Includes can be guarded — an if: clause on the include-rule is inherited by every inlined rule (ANDed with any guard the inlined rule already carries):

env:
  - if:
      SCRIPTHUT_BACKEND: mercury
    include: [gpu-stack]              # only fires on mercury

Cycles between groups are detected and raise a clear error. Unknown group names log a warning and are skipped.

Inspecting the resolved env

The task detail page in the UI has an Env tab that shows the resolved env for the selected task, with per-key provenance — every set / append operation lists its source layer (and which group, if any) and contribution.

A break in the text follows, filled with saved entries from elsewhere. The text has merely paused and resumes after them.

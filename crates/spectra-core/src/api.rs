//! # API Facade
//!
//! The API layer is a **thin facade** over the command layer. It serves as the single
//! entry point for all spectra operations, regardless of the client (CLI, REST
//! binding, GUI) in front of it.
//!
//! ## Role and Responsibilities
//!
//! The API facade:
//! - **Owns the [`Session`]**: one `SpectraApi` per request-handling thread, all sharing
//!   one `Arc<Database>`
//! - **Dispatches** to the appropriate command function
//! - **Normalizes inputs** (field lists given as any string type, JSON predicates)
//! - **Returns structured types** (`Result<T>`)
//!
//! ## What the API Does NOT Do
//!
//! - **Business logic**: That belongs in `commands/*.rs`
//! - **I/O operations**: No stdout, stderr, or file formatting
//! - **Presentation concerns**: Returns data structures, not strings
//!
//! ## Testing Strategy
//!
//! API tests should verify that each method reaches its command with the arguments
//! intact. Command behavior is tested in the command modules; end-to-end scenarios live
//! in `tests/`.

use std::collections::BTreeMap;
use std::sync::Arc;

use crate::attributes::{AttrValue, Attribute, AttributeSpec, Category};
use crate::commands::campaigns::CampaignUpdate;
use crate::commands::conflicts::ConflictTable;
use crate::commands::eav::EavEntry;
use crate::commands::records::RecordUpdate;
use crate::commands::sort::SortGroup;
use crate::commands::{self, DeleteReport, WriteOutcome};
use crate::error::Result;
use crate::model::{
    AttributeId, BrowseEntry, Campaign, CampaignId, EavId, HierarchyNode, Link, NewCampaign,
    NewRecord, NodeId, Record, RecordId, SpectralNode, TaxonomyId, TaxonomyNode,
};
use crate::query::{Predicate, Query};
use crate::session::{ProgressSink, Session, Visibility};
use crate::store::Database;

/// The main API facade for spectra operations.
///
/// All clients should interact through this API.
#[derive(Debug)]
pub struct SpectraApi {
    session: Session,
}

impl SpectraApi {
    /// A facade with unrestricted visibility.
    pub fn new(db: Arc<Database>) -> Self {
        Self {
            session: Session::new(db),
        }
    }

    pub fn with_visibility(db: Arc<Database>, visibility: Visibility) -> Self {
        Self {
            session: Session::with_visibility(db, visibility),
        }
    }

    pub fn session(&self) -> &Session {
        &self.session
    }

    pub fn session_mut(&mut self) -> &mut Session {
        &mut self.session
    }

    pub fn database(&self) -> &Arc<Database> {
        self.session.database()
    }

    pub fn set_visibility(&mut self, visibility: Visibility) {
        self.session.set_visibility(visibility);
    }

    pub fn set_progress_sink(&mut self, sink: Box<dyn ProgressSink + Send>) {
        self.session.set_progress_sink(sink);
    }

    /// Forget every value this session remembered as stored.
    pub fn clear_redundancy_memo(&mut self) {
        self.session.clear_redundancy_memo();
    }

    /// Rebuild the attribute registry on next use.
    pub fn invalidate_registry(&mut self) {
        self.session.invalidate_registry();
    }

    // --- attributes ---

    pub fn define_category(&mut self, name: &str) -> Result<Category> {
        commands::attributes::define_category(&mut self.session, name)
    }

    pub fn define_attribute(&mut self, spec: &AttributeSpec) -> Result<Attribute> {
        commands::attributes::define_attribute(&mut self.session, spec)
    }

    pub fn list_attributes(&mut self) -> Result<Vec<Attribute>> {
        commands::attributes::list(&mut self.session)
    }

    pub fn resolve_attribute(&mut self, name: &str) -> Result<Attribute> {
        commands::attributes::resolve(&mut self.session, name)
    }

    pub fn resolve_attribute_id(&mut self, id: AttributeId) -> Result<Attribute> {
        commands::attributes::resolve_id(&mut self.session, id)
    }

    pub fn categories(&mut self) -> Result<Vec<Category>> {
        commands::attributes::categories(&mut self.session)
    }

    pub fn attributes_in_category(&mut self, category: &str) -> Result<Vec<Attribute>> {
        commands::attributes::in_category(&mut self.session, category)
    }

    pub fn default_unit(&mut self, attribute: &str) -> Result<Option<String>> {
        commands::attributes::default_unit(&mut self.session, attribute)
    }

    // --- EAV values ---

    pub fn get_values(&mut self, records: &[RecordId], attribute: &str) -> Result<Vec<EavEntry>> {
        commands::eav::get_values(&mut self.session, records, attribute)
    }

    pub fn first_values(
        &mut self,
        records: &[RecordId],
        attribute: &str,
    ) -> Result<Vec<Option<AttrValue>>> {
        commands::eav::first_values(&mut self.session, records, attribute)
    }

    pub fn set_value(
        &mut self,
        records: &[RecordId],
        attribute: &str,
        value: &AttrValue,
        previous: Option<&AttrValue>,
    ) -> Result<Vec<WriteOutcome>> {
        commands::eav::set_value(&mut self.session, records, attribute, value, previous)
    }

    pub fn remove_values(
        &mut self,
        records: &[RecordId],
        attribute: &str,
        value: Option<&AttrValue>,
    ) -> Result<usize> {
        commands::eav::remove_values(&mut self.session, records, attribute, value)
    }

    pub fn remove_entries(&mut self, entries: &[EavId]) -> Result<usize> {
        commands::eav::remove_entries(&mut self.session, entries)
    }

    pub fn count_existing(&mut self, attribute: AttributeId, records: &[RecordId]) -> Result<u64> {
        commands::eav::count_existing(&mut self.session, attribute, records)
    }

    pub fn filter_by_presence(
        &mut self,
        records: &[RecordId],
        attribute: &str,
        present: bool,
    ) -> Result<Vec<RecordId>> {
        commands::eav::filter_by_presence(&mut self.session, records, attribute, present)
    }

    pub fn filter_by_value(
        &mut self,
        records: &[RecordId],
        attribute: &str,
        value: &AttrValue,
    ) -> Result<Vec<RecordId>> {
        commands::eav::filter_by_value(&mut self.session, records, attribute, value)
    }

    pub fn sort_by_attributes<I: AsRef<str>>(
        &mut self,
        records: &[RecordId],
        attributes: &[I],
    ) -> Result<Vec<SortGroup>> {
        let names: Vec<&str> = attributes.iter().map(AsRef::as_ref).collect();
        commands::sort::sort_by_attributes(&mut self.session, records, &names)
    }

    // --- queries ---

    pub fn execute_query(&mut self, query: &Query) -> Result<Vec<RecordId>> {
        commands::query::execute(&mut self.session, query)
    }

    /// Parse a JSON query and execute it.
    pub fn execute_query_json(&mut self, raw: &str) -> Result<Vec<RecordId>> {
        let query = Query::from_json(raw)?;
        commands::query::execute(&mut self.session, &query)
    }

    pub fn execute_count(&mut self, predicate: Option<&Predicate>) -> Result<u64> {
        commands::query::count(&mut self.session, predicate)
    }

    // --- conflicts ---

    pub fn detect_conflicts<I: AsRef<str>>(
        &mut self,
        records: &[RecordId],
        fields: &[I],
    ) -> Result<ConflictTable> {
        let names: Vec<&str> = fields.iter().map(AsRef::as_ref).collect();
        commands::conflicts::detect_conflicts(&mut self.session, records, &names)
    }

    pub fn detect_all_conflicts(&mut self, records: &[RecordId]) -> Result<ConflictTable> {
        commands::conflicts::detect_all_conflicts(&mut self.session, records)
    }

    // --- campaigns ---

    pub fn insert_campaign(&mut self, campaign: &NewCampaign) -> Result<Campaign> {
        commands::campaigns::insert_campaign(&mut self.session, campaign)
    }

    pub fn get_campaign(&self, id: CampaignId) -> Result<Campaign> {
        commands::campaigns::get_campaign(&self.session, id)
    }

    pub fn list_campaigns(&self) -> Result<Vec<Campaign>> {
        commands::campaigns::list_campaigns(&self.session)
    }

    pub fn update_campaign(&mut self, id: CampaignId, update: &CampaignUpdate) -> Result<Campaign> {
        commands::campaigns::update_campaign(&mut self.session, id, update)
    }

    pub fn delete_campaign(&mut self, id: CampaignId, privileged: bool) -> Result<DeleteReport> {
        commands::campaigns::delete_campaign(&mut self.session, id, privileged)
    }

    // --- hierarchy ---

    pub fn get_or_create_child(
        &mut self,
        campaign: CampaignId,
        parent: Option<NodeId>,
        name: &str,
    ) -> Result<NodeId> {
        commands::hierarchy::get_or_create_child(&mut self.session, campaign, parent, name)
    }

    pub fn ensure_path(&mut self, campaign: CampaignId, path: &str) -> Result<NodeId> {
        commands::hierarchy::ensure_path(&mut self.session, campaign, path)
    }

    pub fn find_child(
        &self,
        campaign: CampaignId,
        parent: Option<NodeId>,
        name: &str,
    ) -> Result<Option<NodeId>> {
        commands::hierarchy::find_child(&self.session, campaign, parent, name)
    }

    pub fn get_node(&self, id: NodeId) -> Result<HierarchyNode> {
        commands::hierarchy::get_node(&self.session, id)
    }

    pub fn parent_of(&self, id: NodeId) -> Result<Option<NodeId>> {
        commands::hierarchy::parent_of(&self.session, id)
    }

    pub fn child_nodes(
        &self,
        campaign: CampaignId,
        parent: Option<NodeId>,
    ) -> Result<Vec<HierarchyNode>> {
        commands::hierarchy::child_nodes(&self.session, campaign, parent)
    }

    pub fn node_path(&self, id: NodeId) -> Result<String> {
        commands::hierarchy::node_path(&self.session, id)
    }

    pub fn delete_node(&mut self, id: NodeId, privileged: bool) -> Result<DeleteReport> {
        commands::hierarchy::delete_node(&mut self.session, id, privileged)
    }

    // --- records ---

    pub fn insert_record(&mut self, record: &NewRecord) -> Result<Record> {
        commands::records::insert_record(&mut self.session, record)
    }

    pub fn get_record(&self, id: RecordId) -> Result<Record> {
        commands::records::get_record(&self.session, id)
    }

    pub fn copy_record(
        &mut self,
        id: RecordId,
        target: Option<NodeId>,
        with_metadata: bool,
    ) -> Result<Record> {
        commands::records::copy_record(&mut self.session, id, target, with_metadata)
    }

    pub fn delete_record(&mut self, id: RecordId, privileged: bool) -> Result<()> {
        commands::records::delete_record(&mut self.session, id, privileged)
    }

    pub fn update_records_field(
        &mut self,
        records: &[RecordId],
        update: RecordUpdate,
    ) -> Result<usize> {
        commands::records::update_records_field(&mut self.session, records, update)
    }

    pub fn calibration_ids(&self, records: &[RecordId]) -> Result<Vec<i64>> {
        commands::records::calibration_ids(&self.session, records)
    }

    // --- generic browsing ---

    pub fn children(&self, node: SpectralNode) -> Result<Vec<BrowseEntry>> {
        commands::browse::children(&self.session, node)
    }

    pub fn records_under(&self, node: SpectralNode) -> Result<Vec<RecordId>> {
        commands::browse::records_under(&self.session, node)
    }

    pub fn remove(&mut self, node: SpectralNode, privileged: bool) -> Result<DeleteReport> {
        commands::browse::remove(&mut self.session, node, privileged)
    }

    // --- links ---

    pub fn link_targets_to_references(
        &mut self,
        target: RecordId,
        references: &[RecordId],
    ) -> Result<usize> {
        commands::links::link_targets_to_references(&mut self.session, target, references)
    }

    pub fn get_links(
        &self,
        target: Option<RecordId>,
        reference: Option<RecordId>,
    ) -> Result<Vec<Link>> {
        commands::links::get_links(&self.session, target, reference)
    }

    pub fn delete_links_by_target(&mut self, target: RecordId) -> Result<usize> {
        commands::links::delete_links_by_target(&mut self.session, target)
    }

    pub fn remove_link(&mut self, target: RecordId, reference: RecordId) -> Result<bool> {
        commands::links::remove_link(&mut self.session, target, reference)
    }

    // --- taxonomy ---

    pub fn insert_taxonomy_node(
        &mut self,
        attribute: &str,
        parent: Option<TaxonomyId>,
        name: &str,
        code: Option<&str>,
    ) -> Result<TaxonomyId> {
        commands::taxonomy::insert_node(&mut self.session, attribute, parent, name, code)
    }

    pub fn taxonomy_node(&self, id: TaxonomyId) -> Result<TaxonomyNode> {
        commands::taxonomy::node(&self.session, id)
    }

    pub fn taxonomy_roots(&mut self, attribute: &str) -> Result<Vec<TaxonomyNode>> {
        commands::taxonomy::roots(&mut self.session, attribute)
    }

    pub fn taxonomy_children(&self, id: TaxonomyId) -> Result<Vec<TaxonomyNode>> {
        commands::taxonomy::children(&self.session, id)
    }

    pub fn taxonomy_id(&mut self, attribute: &str, name: &str) -> Result<TaxonomyId> {
        commands::taxonomy::id_by_name(&mut self.session, attribute, name)
    }

    pub fn taxonomy_name_map(&mut self, attribute: &str) -> Result<BTreeMap<TaxonomyId, String>> {
        commands::taxonomy::name_map(&mut self.session, attribute)
    }

    pub fn taxonomy_path(&self, id: TaxonomyId) -> Result<Vec<TaxonomyNode>> {
        commands::taxonomy::path(&self.session, id)
    }
}

#[cfg(test)]
mod tests {
    use super::*;
    use crate::attributes::ValueKind;
    use crate::error::SpectraError;
    use crate::query::Field;

    fn api() -> SpectraApi {
        let db = Database::open_in_memory().unwrap();
        SpectraApi::new(Arc::new(db))
    }

    #[test]
    fn test_field_lists_accept_owned_strings() {
        let mut api = api();
        api.define_attribute(&AttributeSpec::new("height", ValueKind::Integer))
            .unwrap();
        let campaign = api.insert_campaign(&NewCampaign::new("C")).unwrap();
        let node = api.ensure_path(campaign.id, "Root").unwrap();
        let r = api.insert_record(&NewRecord::new(node)).unwrap().id;
        api.set_value(&[r], "height", &AttrValue::integer(3), None)
            .unwrap();

        let fields = vec!["height".to_string(), "node_id".to_string()];
        let table = api.detect_conflicts(&[r], &fields).unwrap();
        assert_eq!(table.len(), 2);

        let groups = api.sort_by_attributes(&[r], &fields[..1]).unwrap();
        assert_eq!(groups.len(), 1);
    }

    #[test]
    fn test_json_queries_are_parsed_before_execution() {
        let mut api = api();
        assert!(matches!(
            api.execute_query_json("{not json"),
            Err(SpectraError::InvalidPredicate(_))
        ));
        assert!(api.execute_query_json("{}").unwrap().is_empty());
    }

    #[test]
    fn test_visibility_is_applied_per_facade() {
        let db = Arc::new(Database::open_in_memory().unwrap());
        let mut admin = SpectraApi::new(db.clone());
        let campaign = admin.insert_campaign(&NewCampaign::new("C")).unwrap();

        let guest = SpectraApi::with_visibility(db, Visibility::campaigns([]));
        assert!(guest.get_campaign(campaign.id).is_err());
        assert_eq!(admin.list_campaigns().unwrap().len(), 1);
    }

    #[test]
    fn test_ordering_by_unknown_attribute_is_rejected() {
        let mut api = api();
        let query = Query::all().order_by(Field::attr("missing"));
        assert!(matches!(
            api.execute_query(&query),
            Err(SpectraError::InvalidPredicate(_))
        ));
    }
}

The same information is available as JSON at:

GET /runs/{run_id}/tasks/{task_id}/env

Use this when a value isn't what you expect: the provenance pinpoints which layer wrote it.

Worked example: cluster-specific module loads

The canonical case — "Mercury needs module load gcc/12 cuda/11, Anvil needs module load gcc cuda-toolkit, the laptop needs nothing":

backends:
  - name: mercury
    type: slurm
    ssh: { host: mercury.example.edu, user: alice }
    env:
      - set: { SCRATCH: /scratch/${USER} }
      - init: "source /etc/profile.d/modules.sh"

  - name: anvil
    type: pbs
    ssh: { host: anvil.example.edu, user: alice }
    env:
      - set: { SCRATCH: /tmp/work/${USER} }

workflows:
  - name: train
    backend: mercury                  # this workflow targets mercury
    command: "python generate_tasks.py"
    env:
      - if: { SCRIPTHUT_BACKEND: mercury }
        init: "module load gcc/12 cuda/11"
      - if: { SCRIPTHUT_BACKEND: anvil }
        init: "module load gcc cuda-toolkit"

The same workflow definition, ported to a different backend (e.g. by adding a second train-anvil workflow that points to anvil), gets the right module loads automatically — no per-backend duplication of the workflow.